Effect of ischaemic preconditioning on vascular dysfunction induced by ischaemia and reperfusion in rat hindquarters

Objective: The aim of this study was to examine the effect of ischaemia on vascular responses to endothelium-dependent and endothelium-independent vasodilators and on vasoconstrictor responses. Furthermore, the ability of preconditioning to prevent ischaemia-induced changes in vascular reactivity was examined in the rat hindquarters.
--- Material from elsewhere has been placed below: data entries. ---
//! Storage layer for FleetCI.
//!
//! PostgreSQL repositories for cron configurations, credentials and
//! settings, plus in-memory equivalents.

pub mod error;
pub mod memory;
pub mod repo;

pub use error::{DbError, DbResult};
pub use memory::{MemoryCredentialStore, MemoryCronStore, MemorySettingsStore};
pub use repo::*;

use sqlx::PgPool;
use sqlx::postgres::PgPoolOptions;

/// Create a new database connection pool.
pub async fn create_pool(database_url: &str) -> DbResult<PgPool> {
    let pool = PgPoolOptions::new()
        .max_connections(10)
        .connect(database_url)
        .await?;
    Ok(pool)
}

/// Run database migrations.
pub async fn run_migrations(pool: &PgPool) -> DbResult<()> {
    sqlx::migrate!("./migrations").run(pool).await?;
    Ok(())
}
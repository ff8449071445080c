//! Coordinator-side scheduling for FleetCI.
//!
//! - `queue`: per-agent priority queues
//! - `registry`: connected agents and their capacity
//! - `dispatcher`: job placement, credential injection and agent reports
//! - `cron`: persisted cron triggers
//! - `runner`: workflow triggers to jobs
//! - `shutdown`: the ordered shutdown pipeline
//! - `orchestrator`: the coordinator object tying these together

pub mod cron;
pub mod dispatcher;
pub mod orchestrator;
pub mod queue;
pub mod registry;
pub mod runner;
pub mod shutdown;

pub use crate::cron::{CronError, CronScheduler, CronTimerInfo, ScheduleReport, parse_timezone};
pub use dispatcher::{CancelOutcome, DispatchError, Dispatcher, SubmitOutcome, SubmitRequest};
pub use orchestrator::{Coordinator, CoordinatorParts};
pub use queue::{JobQueue, QueueError, QueueStats};
pub use registry::{AgentRegistry, AgentSender, AgentSummary};
pub use runner::DispatchRunner;
pub use shutdown::{
    ShutdownCoordinator, ShutdownHook, ShutdownOptions, ShutdownReport, install_shutdown_handler,
};
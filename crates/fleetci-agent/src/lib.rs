//! FleetCI build agent.
//!
//! - `agent`: the coordinator session, heartbeat and reconnect loop
//! - `backoff`: reconnect delays

pub mod agent;
pub mod backoff;
pub mod error;

pub use agent::{Agent, SessionEnd, agent_info};
pub use backoff::Backoff;
pub use error::{AgentError, AgentResult};
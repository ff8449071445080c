//! Executor resolution.
//!
//! Maps a requested runtime plus the host platform and capability set to a
//! concrete invocation. The set of runtimes is closed: anything that does
//! not parse into an [`ExecutorKind`] is rejected up front.

use serde::{Deserialize, Serialize};
use std::fmt;
use std::str::FromStr;
use thiserror::Error;

/// Host operating system family.
#[derive(Debug, Clone, Copy, PartialEq, Eq, Hash, Serialize, Deserialize)]
#[serde(rename_all = "snake_case")]
pub enum Platform {
    Linux,
    Macos,
    Windows,
}

impl Platform {
    /// The platform this binary was compiled for.
    pub fn current() -> Self {
        if cfg!(target_os = "windows") {
            Platform::Windows
        } else if cfg!(target_os = "macos") {
            Platform::Macos
        } else {
            Platform::Linux
        }
    }

    pub fn is_windows(&self) -> bool {
        matches!(self, Platform::Windows)
    }

    /// Separator used to chain composed commands.
    pub fn command_separator(&self) -> &'static str {
        if self.is_windows() { "; " } else { " && " }
    }

    /// The shell used when a job does not ask for one.
    pub fn native_shell(&self) -> ExecutorKind {
        if self.is_windows() {
            ExecutorKind::Powershell
        } else {
            ExecutorKind::Bash
        }
    }
}

/// Every runtime a job may request.
#[derive(Debug, Clone, Copy, PartialEq, Eq, Hash, Serialize, Deserialize)]
#[serde(rename_all = "snake_case")]
pub enum ExecutorKind {
    Bash,
    Sh,
    Zsh,
    Powershell,
    Cmd,
    Python,
    Python3,
    Node,
    Ruby,
    Perl,
    Php,
    Deno,
    Git,
    Dependency,
}

/// How an executor is invoked.
#[derive(Debug, Clone, Copy, PartialEq, Eq, Serialize, Deserialize)]
#[serde(rename_all = "snake_case")]
pub enum ExecutorType {
    /// Script passed inline as an argument.
    Shell,
    /// Script written to a file which is passed to the interpreter.
    Interpreter,
    /// Structured checkout payload.
    Git,
    /// Structured dependency payload.
    Dependency,
}

#[derive(Debug, Clone, Copy, PartialEq, Eq)]
enum PlatformRestriction {
    Any,
    UnixOnly,
    WindowsOnly,
}

impl PlatformRestriction {
    fn allows(&self, platform: Platform) -> bool {
        match self {
            PlatformRestriction::Any => true,
            PlatformRestriction::UnixOnly => !platform.is_windows(),
            PlatformRestriction::WindowsOnly => platform.is_windows(),
        }
    }
}

/// Static description of one executor kind.
#[derive(Debug, Clone, Copy)]
pub struct ExecutorConfig {
    pub kind: ExecutorKind,
    pub executor_type: ExecutorType,
    pub command: &'static str,
    pub args: &'static [&'static str],
    pub script_extension: Option<&'static str>,
    /// At least one of these tags must be advertised by the host.
    /// Empty means always available.
    pub required_capabilities: &'static [&'static str],
    restriction: PlatformRestriction,
}

const fn entry(
    kind: ExecutorKind,
    executor_type: ExecutorType,
    command: &'static str,
    args: &'static [&'static str],
    script_extension: Option<&'static str>,
    required_capabilities: &'static [&'static str],
    restriction: PlatformRestriction,
) -> ExecutorConfig {
    ExecutorConfig {
        kind,
        executor_type,
        command,
        args,
        script_extension,
        required_capabilities,
        restriction,
    }
}

use ExecutorKind as K;
use ExecutorType as T;
use PlatformRestriction as R;

static EXECUTORS: &[ExecutorConfig] = &[
    entry(K::Bash, T::Shell, "bash", &["-c"], None, &[], R::Any),
    entry(K::Sh, T::Shell, "sh", &["-c"], None, &[], R::UnixOnly),
    entry(K::Zsh, T::Shell, "zsh", &["-c"], None, &["zsh"], R::UnixOnly),
    entry(
        K::Powershell,
        T::Shell,
        "powershell",
        &["-NoProfile", "-NonInteractive", "-Command"],
        None,
        &[],
        R::WindowsOnly,
    ),
    entry(K::Cmd, T::Shell, "cmd", &["/C"], None, &[], R::WindowsOnly),
    entry(
        K::Python,
        T::Interpreter,
        "python",
        &[],
        Some("py"),
        &["python", "python3"],
        R::Any,
    ),
    entry(
        K::Python3,
        T::Interpreter,
        "python3",
        &[],
        Some("py"),
        &["python3", "python"],
        R::Any,
    ),
    entry(K::Node, T::Interpreter, "node", &[], Some("js"), &["node", "nodejs"], R::Any),
    entry(K::Ruby, T::Interpreter, "ruby", &[], Some("rb"), &["ruby"], R::Any),
    entry(K::Perl, T::Interpreter, "perl", &[], Some("pl"), &["perl"], R::Any),
    entry(K::Php, T::Interpreter, "php", &[], Some("php"), &["php"], R::Any),
    entry(
        K::Deno,
        T::Interpreter,
        "deno",
        &["run", "--allow-all"],
        Some("ts"),
        &["deno"],
        R::Any,
    ),
    entry(K::Git, T::Git, "git", &[], None, &["git"], R::Any),
    entry(K::Dependency, T::Dependency, "", &[], None, &[], R::Any),
];

impl ExecutorKind {
    pub fn as_str(&self) -> &'static str {
        match self {
            K::Bash => "bash",
            K::Sh => "sh",
            K::Zsh => "zsh",
            K::Powershell => "powershell",
            K::Cmd => "cmd",
            K::Python => "python",
            K::Python3 => "python3",
            K::Node => "node",
            K::Ruby => "ruby",
            K::Perl => "perl",
            K::Php => "php",
            K::Deno => "deno",
            K::Git => "git",
            K::Dependency => "dependency",
        }
    }

    /// Look up the static table entry for this kind.
    pub fn config(&self) -> &'static ExecutorConfig {
        EXECUTORS
            .iter()
            .find(|e| e.kind == *self)
            .unwrap_or(&EXECUTORS[0])
    }
}

impl fmt::Display for ExecutorKind {
    fn fmt(&self, f: &mut fmt::Formatter<'_>) -> fmt::Result {
        f.write_str(self.as_str())
    }
}

impl FromStr for ExecutorKind {
    type Err = ResolveError;

    fn from_str(s: &str) -> Result<Self, Self::Err> {
        let normalized = s.trim().to_ascii_lowercase();
        let kind = match normalized.as_str() {
            "bash" => K::Bash,
            "sh" => K::Sh,
            "zsh" => K::Zsh,
            "powershell" | "pwsh" => K::Powershell,
            "cmd" => K::Cmd,
            "python" => K::Python,
            "python3" => K::Python3,
            "node" | "nodejs" | "javascript" => K::Node,
            "ruby" => K::Ruby,
            "perl" => K::Perl,
            "php" => K::Php,
            "deno" | "typescript" => K::Deno,
            "git" | "checkout" => K::Git,
            "dependency" | "dependencies" => K::Dependency,
            _ => return Err(ResolveError::UnknownKind(s.to_string())),
        };
        Ok(kind)
    }
}

/// Why no executor could be resolved. Always a configuration problem.
#[derive(Debug, Clone, PartialEq, Eq, Error)]
pub enum ResolveError {
    #[error("unknown executor kind: {0}")]
    UnknownKind(String),

    #[error("executor {kind} is not available on {platform:?}")]
    WrongPlatform { kind: ExecutorKind, platform: Platform },

    #[error("executor {kind} requires one of the capabilities {required:?}")]
    MissingCapability {
        kind: ExecutorKind,
        required: Vec<String>,
    },
}

/// A concrete invocation strategy for one job.
#[derive(Debug, Clone, PartialEq, Eq)]
pub struct ResolvedExecutor {
    pub kind: ExecutorKind,
    pub executor_type: ExecutorType,
    pub command: String,
    pub args: Vec<String>,
    /// Set for interpreters that need the script written to a file.
    pub script_extension: Option<String>,
}

impl ResolvedExecutor {
    /// True when the payload must be treated as a structured object.
    pub fn is_structured(&self) -> bool {
        matches!(
            self.executor_type,
            ExecutorType::Git | ExecutorType::Dependency
        )
    }
}

/// Resolve a requested executor name for this host.
pub fn resolve(
    requested: Option<&str>,
    platform: Platform,
    capabilities: &[String],
) -> Result<ResolvedExecutor, ResolveError> {
    let kind = match requested.map(str::trim).filter(|s| !s.is_empty()) {
        Some(name) => name.parse::<ExecutorKind>()?,
        None => platform.native_shell(),
    };
    resolve_kind(kind, platform, capabilities)
}

/// Resolve an already-parsed kind for this host.
pub fn resolve_kind(
    kind: ExecutorKind,
    platform: Platform,
    capabilities: &[String],
) -> Result<ResolvedExecutor, ResolveError> {
    let config = kind.config();

    if !config.restriction.allows(platform) {
        return Err(ResolveError::WrongPlatform { kind, platform });
    }

    if !config.required_capabilities.is_empty()
        && !config
            .required_capabilities
            .iter()
            .any(|tag| capabilities.iter().any(|c| c.eq_ignore_ascii_case(tag)))
    {
        return Err(ResolveError::MissingCapability {
            kind,
            required: config
                .required_capabilities
                .iter()
                .map(|s| s.to_string())
                .collect(),
        });
    }

    Ok(ResolvedExecutor {
        kind,
        executor_type: config.executor_type,
        command: config.command.to_string(),
        args: config.args.iter().map(|s| s.to_string()).collect(),
        script_extension: config.script_extension.map(str::to_string),
    })
}

/// Capability tags every host advertises for its platform.
pub fn platform_capabilities(platform: Platform) -> Vec<String> {
    let tags: &[&str] = match platform {
        Platform::Linux => &["linux", "unix", "bash", "sh"],
        Platform::Macos => &["macos", "unix", "bash", "sh", "zsh"],
        Platform::Windows => &["windows", "powershell", "cmd"],
    };
    tags.iter().map(|s| s.to_string()).collect()
}

#[cfg(test)]
mod tests {
    use super::*;

    fn caps(tags: &[&str]) -> Vec<String> {
        tags.iter().map(|s| s.to_string()).collect()
    }

    #[test]
    fn test_default_is_native_shell() {
        let resolved = resolve(None, Platform::Linux, &[]).unwrap();
        assert_eq!(resolved.kind, ExecutorKind::Bash);
        assert_eq!(resolved.args, vec!["-c"]);
        assert!(resolved.script_extension.is_none());

        let resolved = resolve(Some(""), Platform::Windows, &[]).unwrap();
        assert_eq!(resolved.kind, ExecutorKind::Powershell);
    }

    #[test]
    fn test_interpreter_needs_script_file() {
        let resolved = resolve(Some("python3"), Platform::Linux, &caps(&["python3"])).unwrap();
        assert_eq!(resolved.executor_type, ExecutorType::Interpreter);
        assert_eq!(resolved.script_extension.as_deref(), Some("py"));
    }

    #[test]
    fn test_unknown_kind() {
        let err = resolve(Some("cobol"), Platform::Linux, &[]).unwrap_err();
        assert_eq!(err, ResolveError::UnknownKind("cobol".to_string()));
    }

    #[test]
    fn test_platform_restricted() {
        let err = resolve(Some("cmd"), Platform::Linux, &[]).unwrap_err();
        assert!(matches!(err, ResolveError::WrongPlatform { .. }));

        let err = resolve(Some("zsh"), Platform::Windows, &caps(&["zsh"])).unwrap_err();
        assert!(matches!(err, ResolveError::WrongPlatform { .. }));
    }

    #[test]
    fn test_missing_capability() {
        let err = resolve(Some("ruby"), Platform::Linux, &caps(&["python3"])).unwrap_err();
        match err {
            ResolveError::MissingCapability { kind, required } => {
                assert_eq!(kind, ExecutorKind::Ruby);
                assert_eq!(required, vec!["ruby"]);
            }
            other => panic!("unexpected error {:?}", other),
        }
    }

    #[test]
    fn test_any_capability_suffices() {
        assert!(resolve(Some("python"), Platform::Linux, &caps(&["PYTHON3"])).is_ok());
    }

    #[test]
    fn test_structured_kinds() {
        let git = resolve(Some("git"), Platform::Linux, &caps(&["git"])).unwrap();
        assert!(git.is_structured());
        let deps = resolve(Some("dependencies"), Platform::Macos, &[]).unwrap();
        assert!(deps.is_structured());
    }

    #[test]
    fn test_every_kind_has_table_entry() {
        for kind in [
            K::Bash,
            K::Sh,
            K::Zsh,
            K::Powershell,
            K::Cmd,
            K::Python,
            K::Python3,
            K::Node,
            K::Ruby,
            K::Perl,
            K::Php,
            K::Deno,
            K::Git,
            K::Dependency,
        ] {
            assert_eq!(kind.config().kind, kind);
            assert_eq!(kind.as_str().parse::<ExecutorKind>().unwrap(), kind);
        }
    }
}
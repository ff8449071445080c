//! Reconnect delays.

use std::time::Duration;

/// Exponential backoff with an upper bound.
#[derive(Debug, Clone)]
pub struct Backoff {
    initial: Duration,
    max: Duration,
    next: Duration,
}

impl Backoff {
    pub fn new(initial: Duration, max: Duration) -> Self {
        let initial = initial.max(Duration::from_millis(1));
        Self {
            initial,
            max: max.max(initial),
            next: initial,
        }
    }

    /// Delay to wait before the next attempt. Doubles on every call up to
    /// the ceiling.
    pub fn next_delay(&mut self) -> Duration {
        let delay = self.next;
        self.next = (self.next * 2).min(self.max);
        delay
    }

    /// Start over after a successful connection.
    pub fn reset(&mut self) {
        self.next = self.initial;
    }
}

impl Default for Backoff {
    fn default() -> Self {
        Self::new(Duration::from_secs(1), Duration::from_secs(60))
    }
}
//! Job dispatch.
//!
//! The dispatcher owns the agent registry, the per-agent queues and the
//! coordinator's view of every live job. Queues are drained whenever an agent
//! gains capacity: on connect, on job completion and on a capacity change.
//!
//! Credentials are resolved here, just before a job is sent. The decrypted
//! values travel to the agent as `mask_values` and are also kept on the job
//! so output can be masked again before it is broadcast.

use chrono::Utc;
use fleetci_core::event::{Broadcaster, Event};
use fleetci_core::job::{JobRecord, JobSpec, JobStatus, Priority};
use fleetci_core::protocol::{
    AgentInfo, AgentMessage, AgentStatus, CoordinatorMessage, ExecuteJob, JobStatusUpdate,
};
use fleetci_credentials::{CredentialResolver, LogMasker, ResolvedEnvironment};
use serde::{Deserialize, Serialize};
use std::collections::HashMap;
use std::sync::Arc;
use std::sync::atomic::{AtomicBool, Ordering};
use thiserror::Error;
use tokio::sync::{Mutex, oneshot};
use tracing::{debug, info, warn};

use crate::queue::{JobQueue, QueueError, QueueStats};
use crate::registry::{AgentRegistry, AgentSender, AgentSummary};

#[derive(Debug, Error)]
pub enum DispatchError {
    #[error("no connected agent can run this job")]
    NoAgent,

    #[error("agent not connected: {0}")]
    UnknownAgent(String),

    #[error("job {0} already exists")]
    Duplicate(String),

    #[error("job not found: {0}")]
    NotFound(String),

    #[error("coordinator is shutting down")]
    ShuttingDown,

    #[error(transparent)]
    Queue(#[from] QueueError),
}

impl From<DispatchError> for fleetci_core::Error {
    fn from(err: DispatchError) -> Self {
        match err {
            DispatchError::NotFound(_) | DispatchError::UnknownAgent(_) => {
                fleetci_core::Error::NotFound(err.to_string())
            }
            DispatchError::Duplicate(_) => fleetci_core::Error::Conflict(err.to_string()),
            DispatchError::Queue(_) => fleetci_core::Error::InvalidInput(err.to_string()),
            DispatchError::NoAgent | DispatchError::ShuttingDown => {
                fleetci_core::Error::Internal(err.to_string())
            }
        }
    }
}

/// A request to run one job.
#[derive(Debug, Clone, Deserialize)]
pub struct SubmitRequest {
    pub job: JobSpec,
    /// Target agent. Picked automatically when absent.
    #[serde(default)]
    pub agent_id: Option<String>,
    #[serde(default)]
    pub priority: Priority,
    /// Capabilities an automatically picked agent must have.
    #[serde(default)]
    pub capabilities: Vec<String>,
}

#[derive(Debug, Clone, PartialEq, Eq, Serialize)]
#[serde(tag = "state", rename_all = "snake_case")]
pub enum SubmitOutcome {
    Dispatched {
        job_id: String,
        agent_id: String,
    },
    Queued {
        job_id: String,
        agent_id: String,
        position: usize,
    },
}

impl SubmitOutcome {
    pub fn agent_id(&self) -> &str {
        match self {
            SubmitOutcome::Dispatched { agent_id, .. } | SubmitOutcome::Queued { agent_id, .. } => {
                agent_id
            }
        }
    }
}

#[derive(Debug, Clone, PartialEq, Eq, Serialize)]
#[serde(tag = "state", rename_all = "snake_case")]
pub enum CancelOutcome {
    /// The job was still queued and has been removed.
    Removed { job_id: String },
    /// The owning agent was asked to stop the job.
    Requested { job_id: String, agent_id: String },
}

enum Placement {
    Send(JobSpec, AgentSender),
    Queued(usize),
}

struct TrackedJob {
    record: JobRecord,
    masker: LogMasker,
}

#[derive(Default)]
struct DispatchState {
    registry: AgentRegistry,
    queue: JobQueue,
    jobs: HashMap<String, TrackedJob>,
    /// Receivers of a job's final status, keyed by job id.
    waiters: HashMap<String, Vec<oneshot::Sender<JobStatus>>>,
}

impl DispatchState {
    /// Claim a slot on `agent_id` for a job and hand back what is needed to
    /// send it.
    fn reserve(&mut self, agent_id: &str, job_id: &str) -> Option<(JobSpec, AgentSender)> {
        let sender = self.registry.sender(agent_id)?;
        let tracked = self.jobs.get_mut(job_id)?;
        self.registry.job_started(agent_id, job_id);
        tracked.record.agent_id = Some(agent_id.to_string());
        tracked.record.status = JobStatus::Dispatched;
        Some((tracked.record.spec.clone(), sender))
    }

    fn release(&mut self, job_id: &str) -> Option<TrackedJob> {
        let tracked = self.jobs.remove(job_id)?;
        if let Some(agent_id) = &tracked.record.agent_id {
            self.registry.job_finished(agent_id, job_id);
        }
        Some(tracked)
    }

    /// Hand the final status of a job that is no longer tracked to whoever
    /// is waiting on it.
    fn settle(&mut self, job_id: &str, status: JobStatus) {
        for waiter in self.waiters.remove(job_id).into_iter().flatten() {
            let _ = waiter.send(status);
        }
    }
}

pub struct Dispatcher {
    state: Mutex<DispatchState>,
    /// Serializes the reserve-resolve-send sequence so jobs leave each queue
    /// in order.
    dispatch_lock: Mutex<()>,
    broadcaster: Arc<dyn Broadcaster>,
    credentials: Option<Arc<CredentialResolver>>,
    accepting: AtomicBool,
}
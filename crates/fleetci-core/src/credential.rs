//! Stored credentials and how workflow nodes reference them.

use async_trait::async_trait;
use chrono::{DateTime, Utc};
use serde::{Deserialize, Serialize};

use crate::Result;

/// Kind of secret a credential holds.
#[derive(Debug, Clone, Copy, PartialEq, Eq, Hash, Serialize, Deserialize)]
#[serde(rename_all = "snake_case")]
pub enum CredentialType {
    Password,
    UserPass,
    Token,
    SshKey,
    Certificate,
    File,
    Custom,
}

impl CredentialType {
    pub fn as_str(&self) -> &'static str {
        match self {
            CredentialType::Password => "password",
            CredentialType::UserPass => "user_pass",
            CredentialType::Token => "token",
            CredentialType::SshKey => "ssh_key",
            CredentialType::Certificate => "certificate",
            CredentialType::File => "file",
            CredentialType::Custom => "custom",
        }
    }
}

impl std::str::FromStr for CredentialType {
    type Err = crate::Error;

    fn from_str(s: &str) -> Result<Self> {
        Ok(match s {
            "password" => CredentialType::Password,
            "user_pass" => CredentialType::UserPass,
            "token" => CredentialType::Token,
            "ssh_key" => CredentialType::SshKey,
            "certificate" => CredentialType::Certificate,
            "file" => CredentialType::File,
            "custom" => CredentialType::Custom,
            other => {
                return Err(crate::Error::InvalidInput(format!(
                    "unknown credential type: {}",
                    other
                )));
            }
        })
    }
}

/// An encrypted-at-rest secret record.
///
/// `secret` holds the encrypted primary value: the password, token, private
/// key, certificate, file content, or for `custom` a JSON object of fields.
#[derive(Debug, Clone, Serialize, Deserialize)]
pub struct Credential {
    pub id: String,
    pub name: String,
    pub credential_type: CredentialType,
    /// Plaintext username for `user_pass` and `ssh_key`.
    pub username: Option<String>,
    /// Plaintext file name for `file`.
    pub filename: Option<String>,
    /// Encrypted payload in `iv:authTag:ciphertext` hex form.
    #[serde(skip_serializing)]
    pub secret: String,
    pub is_active: bool,
    pub expires_at: Option<DateTime<Utc>>,
    pub last_used_at: Option<DateTime<Utc>>,
}

impl Credential {
    pub fn is_expired(&self, now: DateTime<Utc>) -> bool {
        self.expires_at.is_some_and(|at| at <= now)
    }
}

/// A node-level reference to a stored credential.
#[derive(Debug, Clone, PartialEq, Eq, Serialize, Deserialize)]
pub struct CredentialBinding {
    pub credential_id: String,
    /// Which field to expose, e.g. `username` or `password`.
    #[serde(default)]
    pub field: Option<String>,
    /// Environment variable to write into. Derived from the name when absent.
    #[serde(default)]
    pub env_var: Option<String>,
}

/// Read access to stored credentials.
#[async_trait]
pub trait CredentialStore: Send + Sync {
    async fn get_credential_by_id(&self, id: &str) -> Result<Option<Credential>>;

    async fn update_credential_last_used(&self, id: &str) -> Result<()>;
}
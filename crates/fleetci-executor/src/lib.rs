//! Job execution for FleetCI agents.
//!
//! - `command`: payload to invocation, including git and dependency steps
//! - `process`: supervised child processes with timeout and cancellation
//! - `engine`: the retry loop and upstream reporting

pub mod command;
pub mod engine;
pub mod error;
pub mod output;
pub mod process;

pub use engine::{EngineConfig, ExecutionEngine, JobOutcome};
pub use error::{ExecutorError, ExecutorResult};
pub use process::{KILL_GRACE, ProcessOutcome};
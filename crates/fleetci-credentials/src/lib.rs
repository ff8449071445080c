//! Credential handling for FleetCI.
//!
//! - `crypto`: AES-256-GCM encryption of stored secrets
//! - `resolver`: injection of bound credentials into job environments
//! - `masker`: redaction of secret values from job output

pub mod crypto;
pub mod masker;
pub mod resolver;

pub use crypto::{CryptoError, SecretCipher};
pub use masker::{LogMasker, MASK};
pub use resolver::{CredentialError, CredentialResolver, ResolvedEnvironment, env_name};
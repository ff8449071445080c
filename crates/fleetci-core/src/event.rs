//! Events broadcast to dashboard clients.

use chrono::{DateTime, Utc};
use serde::{Deserialize, Serialize};

use crate::job::JobStatus;
use crate::protocol::OutputRecord;

/// Something clients may want to know about.
#[derive(Debug, Clone, Serialize, Deserialize)]
#[serde(tag = "type", rename_all = "snake_case")]
pub enum Event {
    CronTriggerFired {
        project_id: String,
        cron_job_id: String,
        cron_node_id: String,
        fired_at: DateTime<Utc>,
    },
    CronNoConnectedNodes {
        project_id: String,
        cron_job_id: String,
        cron_node_id: String,
    },
    JobQueued {
        project_id: String,
        job_id: String,
        agent_id: String,
        position: usize,
    },
    JobStatusChanged {
        project_id: String,
        job_id: String,
        status: JobStatus,
        #[serde(default)]
        message: Option<String>,
    },
    JobOutput {
        project_id: String,
        job_id: String,
        output: OutputRecord,
    },
    JobFailure {
        project_id: String,
        job_id: String,
        error: String,
        is_retrying: bool,
        current_attempt: u32,
        max_attempts: u32,
    },
    AgentConnected {
        agent_id: String,
        name: String,
    },
    AgentDisconnected {
        agent_id: String,
        dropped_jobs: usize,
    },
    ServerShutdown {
        reason: String,
    },
}

impl Event {
    /// Project the event belongs to, if any.
    pub fn project_id(&self) -> Option<&str> {
        match self {
            Event::CronTriggerFired { project_id, .. }
            | Event::CronNoConnectedNodes { project_id, .. }
            | Event::JobQueued { project_id, .. }
            | Event::JobStatusChanged { project_id, .. }
            | Event::JobOutput { project_id, .. }
            | Event::JobFailure { project_id, .. } => Some(project_id),
            Event::AgentConnected { .. }
            | Event::AgentDisconnected { .. }
            | Event::ServerShutdown { .. } => None,
        }
    }
}

/// Fan-out of events to connected clients.
pub trait Broadcaster: Send + Sync {
    fn broadcast_to_project(&self, project_id: &str, event: Event);

    fn broadcast_to_clients(&self, event: Event);
}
Methods: The abdominal aortae of anaesthetized rats were cannulated for hindquarters perfusion with Krebs bicarbonate solution containing phenylephrine to induce vasoconstrictor tone. Responses of the hindquarters to endothelium-dependent and endothelium-independent vasodilators were examined. Hindquarters responses to neuronal release of the vasodilator acetylcholine (ACh) induced by peri-aortic nerve stimulation were also examined. Results: Ischaemia with 2 h aortic occlusion prior to Krebs perfusion attenuated vasodilator responses to the neuronal release of ACh [10 Hz; decrease in perfusion pressure (ΔPP) control: − 18(s.e.m. 3) mmHg, ischaemic: − 13(3) mmHg], exogenous ACh [10 ng; ΔPP control: − 22(2) mmHg, ischaemic: − 17(2) mmHg] and carbachol [1.0 μg; ΔPP control: − 21(3) mmHg, ischaemic: − 12(3) mmHg]. Responses to other endothelium-dependent vasodilators bradykinin and histamine or the endothelium-independent vasodilator, sodium nitroprusside, were not impaired by ischaemia. Similarly vasoconstriction to noradrenaline and serotonin was not affected. Ischaemia preceded by preconditioning with 5 min aortic occlusion and 10 min reperfusion prevented impairment of vasodilatation to nerve stimulation [10 Hz; ΔPP preconditioned: − 20(1) mmHg], ACh [10 ng; ΔPP preconditioned: − 22(1) mmHg] and carbachol [1.0 μg; ΔPP preconditioned: mn 24(3) mmHg] caused by ischaemia. Conclusions: These data indicate that hindquarters ischaemia causes selective impairment of dilator responses to muscarinic agonists and ischaemic preconditioning prevents that impairment.